**SUPPLIED RECORDS**
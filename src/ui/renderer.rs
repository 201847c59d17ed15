/// Presentation layer: double-buffered, diff-based terminal renderer.
///
/// How it works:
///   1. Rasterize the frame's draw commands into the `front` buffer
///   2. Compare each cell with `back` buffer (previous frame)
///   3. Only emit terminal commands for cells that changed
///   4. All commands are batched with `queue!`, flushed once at the end
///   5. Swap front/back
///
/// ## Units
///
/// Draw commands are in world units. One terminal column is `UNIT_W`
/// units wide and one row is `UNIT_H` units tall, so a 40-unit word is
/// two rows high. Rotation can't be drawn on a character grid; it is
/// approximated by shifting each row sideways about the shape's center.

use std::io::{self, BufWriter, Write};

use crossterm::{
    cursor::{self, MoveTo},
    execute, queue,
    style::{Color, Print, ResetColor, SetBackgroundColor, SetForegroundColor},
    terminal::{self, Clear, ClearType},
};

use crate::domain::word::TextMeasure;
use super::draw::DrawCommand;

pub const UNIT_W: f32 = 10.0;
pub const UNIT_H: f32 = 20.0;

/// Rows reserved outside the canvas: HUD on top, entry + help at the bottom.
const HUD_ROW: usize = 0;
const CANVAS_ROW: usize = 1;
const RESERVED_ROWS: usize = 3;

/// Canvas size in world units for a terminal of `cols` x `rows`.
pub fn canvas_size(cols: u16, rows: u16) -> (f32, f32) {
    let canvas_rows = (rows as usize).saturating_sub(RESERVED_ROWS).max(1);
    (cols as f32 * UNIT_W, canvas_rows as f32 * UNIT_H)
}

/// Text extent on the character grid: one column per char.
pub struct CellMetrics;

impl TextMeasure for CellMetrics {
    fn width(&self, text: &str) -> f32 {
        text.chars().count() as f32 * UNIT_W
    }
}

fn gray(v: u8) -> Color {
    Color::Rgb { r: v, g: v, b: v }
}
pub mod event;
pub mod spawn;
pub mod step;
pub mod timer;
pub mod world;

**ASSIGNMENT**
Give back the records above, character for character.

**EXPECTED ANSWER**
filename src/ui/renderer.rs
repository 201847c59d17ed15
/// Presentation layer: double-buffered, diff-based terminal renderer.
///
/// How it works:
///   1. Rasterize the frame's draw commands into the `front` buffer
///   2. Compare each cell with `back` buffer (previous frame)
///   3. Only emit terminal commands for cells that changed
///   4. All commands are batched with `queue!`, flushed once at the end
///   5. Swap front/back
///
/// ## Units
///
/// Draw commands are in world units. One terminal column is `UNIT_W`
/// units wide and one row is `UNIT_H` units tall, so a 40-unit word is
/// two rows high. Rotation can't be drawn on a character grid; it is
/// approximated by shifting each row sideways about the shape's center.

use std::io::{self, BufWriter, Write};

use crossterm::{
    cursor::{self, MoveTo},
    execute, queue,
    style::{Color, Print, ResetColor, SetBackgroundColor, SetForegroundColor},
    terminal::{self, Clear, ClearType},
};

use crate::domain::word::TextMeasure;
use super::draw::DrawCommand;

pub const UNIT_W: f32 = 10.0;
pub const UNIT_H: f32 = 20.0;

/// Rows reserved outside the canvas: HUD on top, entry + help at the bottom.
const HUD_ROW: usize = 0;
const CANVAS_ROW: usize = 1;
const RESERVED_ROWS: usize = 3;

/// Canvas size in world units for a terminal of `cols` x `rows`.
pub fn canvas_size(cols: u16, rows: u16) -> (f32, f32) {
    let canvas_rows = (rows as usize).saturating_sub(RESERVED_ROWS).max(1);
    (cols as f32 * UNIT_W, canvas_rows as f32 * UNIT_H)
}

/// Text extent on the character grid: one column per char.
pub struct CellMetrics;

impl TextMeasure for CellMetrics {
    fn width(&self, text: &str) -> f32 {
        text.chars().count() as f32 * UNIT_W
    }
}

fn gray(v: u8) -> Color {
    Color::Rgb { r: v, g: v, b: v }
}
pub mod event;
pub mod spawn;
pub mod step;
pub mod timer;
pub mod world;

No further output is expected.